//! Level configuration table
//!
//! Levels are 1-based. An index past the table means every level has been
//! completed.

use serde::{Deserialize, Serialize};

use super::entity::{EnemyKind, PlayerMode};

/// Resource targets for a level
#[derive(Debug, Clone, Copy, PartialEq, Eq, Serialize, Deserialize)]
pub struct ResourceGoals {
    pub water: u32,
    pub fertilizer: u32,
}

/// Enemy spawning for a level
#[derive(Debug, Clone, Copy, PartialEq, Serialize, Deserialize)]
pub struct SpawnConfig {
    /// Seconds between timed respawns
    pub interval: f64,
    pub kind: EnemyKind,
    /// Population cap for timed respawns
    pub cap: usize,
    /// Enemies placed at level start
    pub initial_count: usize,
}

/// Everything that varies between levels
#[derive(Debug, Clone, Copy, PartialEq, Serialize, Deserialize)]
pub struct LevelConfig {
    pub number: u32,
    /// Present on resource levels
    pub goals: Option<ResourceGoals>,
    pub spawn: Option<SpawnConfig>,
    pub player_mode: PlayerMode,
    pub has_boss: bool,
}

impl LevelConfig {
    /// Resource levels complete on goals and allow collectible drops
    pub fn is_resource_level(&self) -> bool {
        self.goals.is_some()
    }
}

/// Number of configured levels
pub const LEVEL_COUNT: u32 = 5;

/// Look up a level, `None` once past the last one
pub fn level_config(number: u32) -> Option<LevelConfig> {
    let resource = |water, fertilizer, interval, kind, cap, initial_count| LevelConfig {
        number,
        goals: Some(ResourceGoals { water, fertilizer }),
        spawn: Some(SpawnConfig {
            interval,
            kind,
            cap,
            initial_count,
        }),
        player_mode: PlayerMode::Lane,
        has_boss: false,
    };

    match number {
        1 => Some(resource(3, 2, 2.0, EnemyKind::Slow, 8, 2)),
        2 => Some(resource(5, 3, 1.5, EnemyKind::Slow, 8, 3)),
        3 => Some(resource(8, 5, 1.0, EnemyKind::Fast, 8, 3)),
        4 => Some(resource(12, 8, 0.7, EnemyKind::Faster, 12, 4)),
        5 => Some(LevelConfig {
            number,
            goals: None,
            spawn: None,
            player_mode: PlayerMode::Free,
            has_boss: true,
        }),
        _ => None,
    }
}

****

= EXERCISE INSTRUCTIONS =
Every record in the listing above is to be copied exactly.

= OUTPUT OF THE TASK =
//! Level configuration table
//!
//! Levels are 1-based. An index past the table means every level has been
//! completed.

use serde::{Deserialize, Serialize};

use super::entity::{EnemyKind, PlayerMode};

/// Resource targets for a level
#[derive(Debug, Clone, Copy, PartialEq, Eq, Serialize, Deserialize)]
pub struct ResourceGoals {
    pub water: u32,
    pub fertilizer: u32,
}

/// Enemy spawning for a level
#[derive(Debug, Clone, Copy, PartialEq, Serialize, Deserialize)]
pub struct SpawnConfig {
    /// Seconds between timed respawns
    pub interval: f64,
    pub kind: EnemyKind,
    /// Population cap for timed respawns
    pub cap: usize,
    /// Enemies placed at level start
    pub initial_count: usize,
}

/// Everything that varies between levels
#[derive(Debug, Clone, Copy, PartialEq, Serialize, Deserialize)]
pub struct LevelConfig {
    pub number: u32,
    /// Present on resource levels
    pub goals: Option<ResourceGoals>,
    pub spawn: Option<SpawnConfig>,
    pub player_mode: PlayerMode,
    pub has_boss: bool,
}

impl LevelConfig {
    /// Resource levels complete on goals and allow collectible drops
    pub fn is_resource_level(&self) -> bool {
        self.goals.is_some()
    }
}

/// Number of configured levels
pub const LEVEL_COUNT: u32 = 5;

/// Look up a level, `None` once past the last one
pub fn level_config(number: u32) -> Option<LevelConfig> {
    let resource = |water, fertilizer, interval, kind, cap, initial_count| LevelConfig {
        number,
        goals: Some(ResourceGoals { water, fertilizer }),
        spawn: Some(SpawnConfig {
            interval,
            kind,
            cap,
            initial_count,
        }),
        player_mode: PlayerMode::Lane,
        has_boss: false,
    };

    match number {
        1 => Some(resource(3, 2, 2.0, EnemyKind::Slow, 8, 2)),
        2 => Some(resource(5, 3, 1.5, EnemyKind::Slow, 8, 3)),
        3 => Some(resource(8, 5, 1.0, EnemyKind::Fast, 8, 3)),
        4 => Some(resource(12, 8, 0.7, EnemyKind::Faster, 12, 4)),
        5 => Some(LevelConfig {
            number,
            goals: None,
            spawn: None,
            player_mode: PlayerMode::Free,
            has_boss: true,
        }),
        _ => None,
    }
}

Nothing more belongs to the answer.